- #MAC KEYCHAIN ACCESS VULNERABILITY MAC OS X#
- #MAC KEYCHAIN ACCESS VULNERABILITY UPDATE#
- #MAC KEYCHAIN ACCESS VULNERABILITY CODE#
#MAC KEYCHAIN ACCESS VULNERABILITY UPDATE#
We then added the following lines to the test: *// Update the vulnerable keychain value with Valet, and see that we have deleted the existing keychain item (rather than updating it) are therefore no longer vulnerable.*
#MAC KEYCHAIN ACCESS VULNERABILITY CODE#
Now that we had a compromised value, we changed Valet’s code on OS X to call SecItemDelete followed by SecItemAdd on setObject:forKey. Once we ran this code, we saw the compromised value in the keychain. XCTAssertEqual(SecItemAdd((_bridge CFDictionaryRef)keychainData, NULL), errSecSuccess) (_bridge (_bridge id)trustedAppSelf, (_bridge id)trustedAppSystemUIServer ], XCTAssertEqual(SecAccessCreate((_bridge Control List", XCTAssertEqual(SecTrustedApplicationCreateFromPath("/System/Library/CoreServices/SystemUIServer.app", &trustedAppSystemUIServer), errSecSuccess) XCTAssertEqual(SecTrustedApplicationCreateFromPath(NULL, &trustedAppSelf), errSecSuccess) SecTrustedApplicationRef trustedAppSystemUIServer = NULL SecTrustedApplicationRef trustedAppSelf = NULL NSString ***const** vulnKey **=** ***const** vulnKeyValue **=** Add an entry to the keychain with an access control list. VALValet *****valet **=** accessibility:VALAccessibilityWhenUnlocked] This compromised key is added using the same base query as our test VALValet, so that our valet is able to read and write to the compromised key. We wanted the test to mimic the attack as closely as possible so we started by inserting a key into the keychain that had multiple applications in the ACL.
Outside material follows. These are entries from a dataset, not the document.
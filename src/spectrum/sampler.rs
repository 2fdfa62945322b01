//! Spectral sampling: wavelengths, directions, amplitudes and phase seeds.

use std::f32::consts::TAU;

use rand::Rng;

use crate::params::{OceanWaveSpectrum, NUM_OCTAVES};

/// Samples wave components from a spectrum
///
/// Randomness comes from the generator passed in by the caller, so the same
/// seeded generator always reproduces the same components.
pub struct SpectrumSampler<'a> {
    spectrum: &'a OceanWaveSpectrum,
    gravity: f32,
}

impl<'a> SpectrumSampler<'a> {
    pub fn new(spectrum: &'a OceanWaveSpectrum, gravity: f32) -> Self {
        Self { spectrum, gravity }
    }

    /// Generate sorted wavelengths (meters) and direction angles (degrees)
    ///
    /// Each octave is split into `components_per_octave` equal wavelength slots
    /// and one wavelength is drawn per slot, so the output is ascending by
    /// construction. Angles are stratified the same way across
    /// ±`wave_direction_variance_deg`.
    pub fn generate<R: Rng>(
        &self,
        components_per_octave: usize,
        rng: &mut R,
    ) -> (Vec<f32>, Vec<f32>) {
        let total = components_per_octave * NUM_OCTAVES;
        let mut wavelengths = Vec::with_capacity(total);
        let mut angles_deg = Vec::with_capacity(total);
        if components_per_octave == 0 {
            return (wavelengths, angles_deg);
        }

        let inv_count = 1.0 / components_per_octave as f32;
        let variance = self.spectrum.wave_direction_variance_deg;

        for octave in 0..NUM_OCTAVES {
            let octave_min = OceanWaveSpectrum::small_wavelength(octave);
            for i in 0..components_per_octave {
                // Slot bounds use one formula so neighboring slots share edges exactly
                let lo = octave_min * (1.0 + i as f32 * inv_count);
                let hi = octave_min * (1.0 + (i + 1) as f32 * inv_count);
                let u: f32 = rng.random();
                wavelengths.push(lo + (hi - lo) * u);

                let stratified = (i as f32 + rng.random::<f32>()) * inv_count;
                angles_deg.push((2.0 * stratified - 1.0) * variance);
            }
        }

        (wavelengths, angles_deg)
    }

    /// Amplitude (meters) and spectral power sample for a wavelength
    ///
    /// Power is interpolated in log space between the wavelength's octave and
    /// the next one; the amplitude follows from `a² = 2·S(ω)·Δω` where `Δω` is
    /// the angular frequency span of one component. Returns zeros for an out
    /// of date spectrum.
    pub fn amplitude(&self, wavelength: f32, components_per_octave: usize) -> (f32, f32) {
        if !self.spectrum.is_current() || components_per_octave == 0 {
            return (0.0, 0.0);
        }
        debug_assert!(wavelength > 0.0, "wavelength must be > 0");

        let index = OceanWaveSpectrum::octave_index(wavelength);
        let this_power = self.spectrum.octave_power_log(index);
        let has_next = index + 1 < NUM_OCTAVES;
        let next_power = if has_next {
            self.spectrum.octave_power_log(index + 1)
        } else {
            this_power
        };

        let wl_lo = OceanWaveSpectrum::small_wavelength(index);
        let wl_hi = 2.0 * wl_lo;
        let domega = (self.angular_frequency(wl_lo) - self.angular_frequency(wl_hi))
            / components_per_octave as f32;

        let alpha = ((wavelength - wl_lo) / wl_lo).clamp(0.0, 1.0);
        let power_log = lerp(this_power, next_power, alpha);
        let amplitude = (2.0 * 10f32.powf(power_log) * domega).sqrt();

        let power = lerp(10f32.powf(this_power), 10f32.powf(next_power), alpha);

        (amplitude * self.spectrum.multiplier, power)
    }

    /// Deep water dispersion: ω = √(g·k)
    fn angular_frequency(&self, wavelength: f32) -> f32 {
        let k = TAU / wavelength;
        (self.gravity * self.spectrum.gravity_scale * k).sqrt()
    }
}

/// Initial phases (radians), stratified within each octave
///
/// Slot `i` of an octave draws from `[2π·i/n, 2π·(i+1)/n)` so phases of
/// neighboring components do not cluster.
pub fn seed_phases<R: Rng>(components_per_octave: usize, rng: &mut R) -> Vec<f64> {
    let total = components_per_octave * NUM_OCTAVES;
    let mut phases = Vec::with_capacity(total);
    for _octave in 0..NUM_OCTAVES {
        for i in 0..components_per_octave {
            let u: f64 = rng.random();
            phases.push(std::f64::consts::TAU * (i as f64 + u) / components_per_octave as f64);
        }
    }
    phases
}

fn lerp(a: f32, b: f32, t: f32) -> f32 {
    a + (b - a) * t
}

#[cfg(test)]
mod tests {
    use super::*;
    use rand::SeedableRng;
    use rand_pcg::Pcg32;

    fn sample(seed: u64, cpo: usize) -> (Vec<f32>, Vec<f32>) {
        let spectrum = OceanWaveSpectrum::default();
        let sampler = SpectrumSampler::new(&spectrum, 9.81);
        let mut rng = Pcg32::seed_from_u64(seed);
        sampler.generate(cpo, &mut rng)
    }

    fn bits(values: &[f32]) -> Vec<u32> {
        values.iter().map(|v| v.to_bits()).collect()
    }

    #[test]
    fn test_generate_is_deterministic() {
        let (wl_a, ang_a) = sample(7, 8);
        let (wl_b, ang_b) = sample(7, 8);
        assert_eq!(bits(&wl_a), bits(&wl_b));
        assert_eq!(bits(&ang_a), bits(&ang_b));

        let (wl_c, _) = sample(8, 8);
        assert_ne!(bits(&wl_a), bits(&wl_c));
    }

    #[test]
    fn test_generate_sorted_and_within_octaves() {
        let cpo = 6;
        let (wavelengths, angles) = sample(3, cpo);
        assert_eq!(wavelengths.len(), cpo * NUM_OCTAVES);
        assert_eq!(angles.len(), cpo * NUM_OCTAVES);

        for pair in wavelengths.windows(2) {
            assert!(pair[0] <= pair[1], "{} > {}", pair[0], pair[1]);
        }
        for (index, &wl) in wavelengths.iter().enumerate() {
            let octave = index / cpo;
            let lo = OceanWaveSpectrum::small_wavelength(octave);
            assert!(wl >= lo && wl <= 2.0 * lo, "component {index}: {wl}");
        }
        for &angle in &angles {
            assert!(angle >= -90.0 && angle <= 90.0);
        }
    }

    #[test]
    fn test_generate_zero_components() {
        let (wavelengths, angles) = sample(1, 0);
        assert!(wavelengths.is_empty());
        assert!(angles.is_empty());
    }

    #[test]
    fn test_amplitude_power_at_octave_start() {
        let spectrum = OceanWaveSpectrum::default();
        let sampler = SpectrumSampler::new(&spectrum, 9.81);

        // At the start of an octave alpha is 0, so power is exactly the table value
        let (amplitude, power) = sampler.amplitude(1.0, 8);
        let expected = 10f32.powf(spectrum.power_log[4]);
        assert!((power - expected).abs() <= expected * 1e-5);
        assert!(amplitude > 0.0);
    }

    #[test]
    fn test_amplitude_grows_with_density() {
        let spectrum = OceanWaveSpectrum::default();
        let sampler = SpectrumSampler::new(&spectrum, 9.81);
        // Fewer components per octave means each carries more energy
        let (sparse, _) = sampler.amplitude(10.0, 4);
        let (dense, _) = sampler.amplitude(10.0, 16);
        assert!(sparse > dense);
        assert!(((sparse / dense) - 2.0).abs() < 1e-3);
    }

    #[test]
    fn test_amplitude_multiplier_and_disabled() {
        let mut spectrum = OceanWaveSpectrum::default();
        let (base, _) = SpectrumSampler::new(&spectrum, 9.81).amplitude(3.0, 8);

        spectrum.multiplier = 0.5;
        let (halved, _) = SpectrumSampler::new(&spectrum, 9.81).amplitude(3.0, 8);
        assert!((halved - base * 0.5).abs() < 1e-6);

        spectrum.multiplier = 1.0;
        spectrum.power_disabled = vec![true; NUM_OCTAVES];
        let (amplitude, power) = SpectrumSampler::new(&spectrum, 9.81).amplitude(3.0, 8);
        let floor = 10f32.powf(crate::params::MIN_POWER_LOG);
        assert!(amplitude < 0.001);
        assert!((power - floor).abs() < 1e-12);
    }

    #[test]
    fn test_amplitude_outdated_spectrum() {
        let spectrum = OceanWaveSpectrum {
            power_log: vec![0.0; 3],
            ..Default::default()
        };
        let sampler = SpectrumSampler::new(&spectrum, 9.81);
        assert_eq!(sampler.amplitude(10.0, 8), (0.0, 0.0));
    }

    #[test]
    fn test_seed_phases_stratified() {
        let cpo = 5;
        let mut rng = Pcg32::seed_from_u64(11);
        let phases = seed_phases(cpo, &mut rng);
        assert_eq!(phases.len(), cpo * NUM_OCTAVES);

        let slot = std::f64::consts::TAU / cpo as f64;
        for (index, &phase) in phases.iter().enumerate() {
            let i = (index % cpo) as f64;
            assert!(phase >= slot * i && phase < slot * (i + 1.0) + 1e-12);
        }
    }
}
![mac keychain access vulnerability mac keychain access vulnerability](https://i.ytimg.com/vi/nYTBZ9iPqsU/hqdefault.jpg)
Our first step was to write a unit test to examine our hypothesis. Better yet, this warning does not apply to Valet, which shares keychain values on OS X and iOS using secure Shared Access Groups rather than ACLs. Why? Because “hen you delete a keychain item, you lose any access controls and trust settings added by the user or by other applications.” While that sounds ominous, it’s just the effect we want. Instead of updating an existing keychain entry when changing the value of an item in the keychain, delete the existing item and then add a new one.īut Apple’s docs are very clear: Do not delete and then add - always update. So, we’re left with just adding and deleting. We cannot trust that an existing key in Keychain does not have a compromised Access Control List. But we now know that on OS X, updating is inherently insecure. A poisoned toolĪpple’s Keychain offers only three tools for updating the keychain: add, update, and delete. This wasn’t acceptable to us, so we hardened Valet against this attack. However we had just open sourced Valet, a cross-platform keychain wrapper, two weeks prior, and its OS X component was vulnerable.
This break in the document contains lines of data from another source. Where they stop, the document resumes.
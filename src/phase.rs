//! Phase bookkeeping across origin shifts.
//!
//! When the world recenters by `offset`, a wave `sin(k·(d·x) + φ)` evaluated in
//! the new frame must keep its shape, so its phase advances by `k·(d·offset)`.
//! Phases are stored in f64 and wrapped to [0, 2π) after every update, which
//! keeps the bookkeeping exact enough that two successive shifts match one
//! combined shift.

use std::collections::HashMap;
use std::f64::consts::TAU;

use glam::Vec3;
use rand::SeedableRng;
use rand_pcg::Pcg32;

use crate::spectrum::{seed_phases, ComponentId, SpectrumSnapshot};

/// Wrap a phase into [0, 2π)
pub fn wrap_phase(phase: f64) -> f64 {
    let wrapped = phase.rem_euclid(TAU);
    if wrapped >= TAU {
        0.0
    } else {
        wrapped
    }
}

/// Wrap a phase and narrow it to the f32 stored in the packed buffer
pub fn packed_phase(phase: f64) -> f32 {
    let narrowed = wrap_phase(phase) as f32;
    // Values just below 2π round up to it in f32
    if narrowed >= std::f32::consts::TAU {
        0.0
    } else {
        narrowed
    }
}

/// Phase change of one component for an origin offset
///
/// The component travels along `wind_angle_deg + angle_deg` in the XZ plane;
/// the y part of the offset is ignored.
pub fn phase_delta(wavelength: f32, angle_deg: f32, wind_angle_deg: f32, offset: Vec3) -> f64 {
    let heading = (wind_angle_deg as f64 + angle_deg as f64).to_radians();
    let distance_m = offset.x as f64 * heading.cos() + offset.z as f64 * heading.sin();
    let k = TAU / wavelength as f64;
    distance_m * k
}

/// Advance phases in place for an origin offset
///
/// All three slices hold one entry per component and must be equally long.
pub fn translate_phases(
    phases: &mut [f64],
    wavelengths: &[f32],
    angles_deg: &[f32],
    wind_angle_deg: f32,
    offset: Vec3,
) {
    debug_assert_eq!(phases.len(), wavelengths.len());
    debug_assert_eq!(phases.len(), angles_deg.len());
    for ((phase, &wavelength), &angle_deg) in phases.iter_mut().zip(wavelengths).zip(angles_deg) {
        *phase = wrap_phase(*phase + phase_delta(wavelength, angle_deg, wind_angle_deg, offset));
    }
}

/// Persistent phase per component identity
///
/// Survives snapshot regeneration as long as the component count is
/// unchanged. A different count moves every slot's wavelength band, so the
/// whole table is seeded again.
#[derive(Debug, Clone, Default)]
pub struct PhaseTable {
    phases: HashMap<ComponentId, f64>,
}

impl PhaseTable {
    pub fn new() -> Self {
        Self::default()
    }

    pub fn len(&self) -> usize {
        self.phases.len()
    }

    pub fn is_empty(&self) -> bool {
        self.phases.is_empty()
    }

    pub fn get(&self, id: ComponentId) -> Option<f64> {
        self.phases.get(&id).copied()
    }

    /// Match the table to a snapshot
    ///
    /// Keeps every phase when the table already holds one per component.
    /// Otherwise all phases are seeded from a generator initialized with
    /// `seed`, so the result only depends on the seed and the density.
    /// Returns how many phases were seeded.
    pub fn sync(&mut self, snapshot: &SpectrumSnapshot, seed: u64) -> usize {
        if self.phases.len() == snapshot.len() {
            return 0;
        }

        let mut rng = Pcg32::seed_from_u64(seed);
        let seeds = seed_phases(snapshot.components_per_octave(), &mut rng);
        self.phases = snapshot.ids().zip(seeds).collect();
        self.phases.len()
    }

    /// Phases in snapshot order as f32, wrapped. Unknown components get 0.
    pub fn phases_for(&self, snapshot: &SpectrumSnapshot) -> Vec<f32> {
        snapshot
            .ids()
            .map(|id| self.get(id).map_or(0.0, packed_phase))
            .collect()
    }

    /// Advance every known component's phase for an origin offset
    pub fn translate(&mut self, snapshot: &SpectrumSnapshot, wind_angle_deg: f32, offset: Vec3) {
        let wavelengths = snapshot.wavelengths();
        let angles_deg = snapshot.angles_deg();
        for (index, id) in snapshot.ids().enumerate() {
            if let Some(phase) = self.phases.get_mut(&id) {
                let delta =
                    phase_delta(wavelengths[index], angles_deg[index], wind_angle_deg, offset);
                *phase = wrap_phase(*phase + delta);
            }
        }
    }
}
#MAC KEYCHAIN ACCESS VULNERABILITY MAC OS X#
Malicious app then adds the keys back to the keychain without the values, and adds itself and the benign app to the keys’ Access Control List (ACL), allowing the malicious app to read whatever secrets the benign app later writes to those keys.Īt this point, we could breathe a sigh of relief: Access Control Lists only exist on Mac OS X - not iOS - so despite the headlines, our applications were not vulnerable to an attack.Malicious app deletes the keys written by the benign apps.The malicious app can see that the keys exist, but can’t read the associated secret values. Malicious app searches the Keychain for keys written by benign apps.
![mac keychain access vulnerability mac keychain access vulnerability](https://media.kasperskycontenthub.com/wp-content/uploads/sites/43/2012/04/08203231/208193452.png)
We found that the attack worked as follows: When we became aware of the vulnerability a little after 8am PDT, we immediately opened up the paper describing the attack. If the article’s assertions were correct, the world was on fire. Security is always our first priority, and we took these claims very seriously. At Square, we write iOS code that moves money. The article claimed that data written to the keychain could be read by a malicious application. On June 17th, The Register reported that there was a zero-day vulnerability in the iOS and OS X Keychain that compromised secure data stored in the Keychain.